Again, I'm inclined to agree with your criticism of that particular proposal.
And I'll agree that there are things that are worse than the current state.
But the current state is pretty bad, and imperfection is not a disqualifier
for "better".

------
suprgeek
Excuse me for not being cut up about how the BigPharma companies will be
pulling in a few less dollars. Thinking about some of the corrupt and
downright unethical practices employed by these companies - this would almost
seem like just payback.

\- They use Drug trials in lightly regulated developing countries to get FDA
approvals for medicines. There was a famous case in India last year I think
where 10-12 children died due to an experimental vaccine. The company involved
was one of the biggest vaccine manufacturers in US. That case got hushed up
quick.

\- Drugs that get banned in US/Europe get dumped in Developing countries where
the science/regulation may not have caught up yet. So even when the deadly
consequences are known, these companies push dangerous medicines.

\- Medical Reps employed by these companies routinely pressure doctors to
over-prescribe expensive medicines. for a uneducated public this ends up
costing them more for the same effects.

Against the backdrop of these practices an occasional such judgement is indeed
good news against these companies.

------
chollida1
Stanford has a set of awesome podcasts called Entrepreneurial thought leaders
(<http://ecorner.stanford.edu/podcasts.html>).

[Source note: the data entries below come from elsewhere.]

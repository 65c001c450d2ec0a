//! Runtime-type validation for inserted values.

use crate::error::{Result, StoreError};
use crate::types::{TypeTag, Value};
use serde::{Deserialize, Serialize};
use std::collections::BTreeMap;
use std::fmt;

/// The kind of value a schema entry accepts.
#[derive(Clone, Copy, Debug, PartialEq, Eq, Serialize, Deserialize)]
#[serde(rename_all = "lowercase")]
pub enum ValueKind {
    Int,
    Float,
    Str,
    List,
    Tuple,
    /// Int or float.
    Number,
    /// List or tuple.
    Sequence,
    Any,
}

impl ValueKind {
    /// Whether `value` is an instance of this kind.
    pub fn admits(self, value: &Value) -> bool {
        match (self, value) {
            (ValueKind::Any, _) => true,
            (ValueKind::Int, Value::Int(_)) => true,
            (ValueKind::Float, Value::Float(_)) => true,
            (ValueKind::Str, Value::Str(_)) => true,
            (ValueKind::List, Value::List(_)) => true,
            (ValueKind::Tuple, Value::Tuple(_)) => true,
            (ValueKind::Number, Value::Int(_) | Value::Float(_)) => true,
            (ValueKind::Sequence, Value::List(_) | Value::Tuple(_)) => true,
            _ => false,
        }
    }
}

impl fmt::Display for ValueKind {
    fn fmt(&self, f: &mut fmt::Formatter<'_>) -> fmt::Result {
        let name = match self {
            ValueKind::Int => "int",
            ValueKind::Float => "float",
            ValueKind::Str => "string",
            ValueKind::List => "list",
            ValueKind::Tuple => "tuple",
            ValueKind::Number => "number",
            ValueKind::Sequence => "sequence",
            ValueKind::Any => "any",
        };
        f.write_str(name)
    }
}

/// Mapping from type tag to the kind its values must have.
///
/// Tags with no entry accept any value carrying that tag.
#[derive(Clone, Debug, Default, PartialEq, Serialize, Deserialize)]
pub struct Schema {
    entries: BTreeMap<TypeTag, ValueKind>,
}

impl Schema {
    pub fn new() -> Self {
        Self::default()
    }

    /// Declare the kind required for values tagged `tag`.
    pub fn with(mut self, tag: TypeTag, kind: ValueKind) -> Self {
        self.entries.insert(tag, kind);
        self
    }

    pub fn expected(&self, tag: TypeTag) -> Option<ValueKind> {
        self.entries.get(&tag).copied()
    }

    pub fn is_empty(&self) -> bool {
        self.entries.is_empty()
    }

    /// Check a value against its tag's entry.
    pub fn validate(&self, value: &Value) -> Result<()> {
        let tag = value.type_tag();
        match self.expected(tag) {
            Some(kind) if !kind.admits(value) => Err(StoreError::SchemaViolation {
                tag,
                expected: kind.to_string(),
            }),
            _ => Ok(()),
        }
    }
}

One of the more recent ones was from a serial entrepreneur in the medial
space.

He said the reason that drugs take so long to produce is the FDA process. Now
the FDA is housed by smart people but you have to look at it from their
prespective.

They can accept or reject drugs. If they reject a drug then there is no
serious problem that can come back and bite them.

If they accept a drug, there is no real upside to them.

They get no bonus for accepting the drug, however if the drug turns out to
actually harm people then they are squarely in the cross hairs.

This leads to the question of why would the FDA accept any drug without being
100% sure, and with medicine there is no such thing as 100% sure.

------
yaix
My guess is that this is not so much about saving patients from cancer than it
is about saving polititians during the next elections.

------
digamber_kamat
Government was forced to make such decision because Bayer sold these drugs at
a price unaffordable to most Indians. This to me seems like a very stupid
decision from Bayer's management. The shareholders must act against the board
now.

however because of such decisions companies will find it risky to invest in
life saving drug research. I think government should also take some steps to
win their confidence.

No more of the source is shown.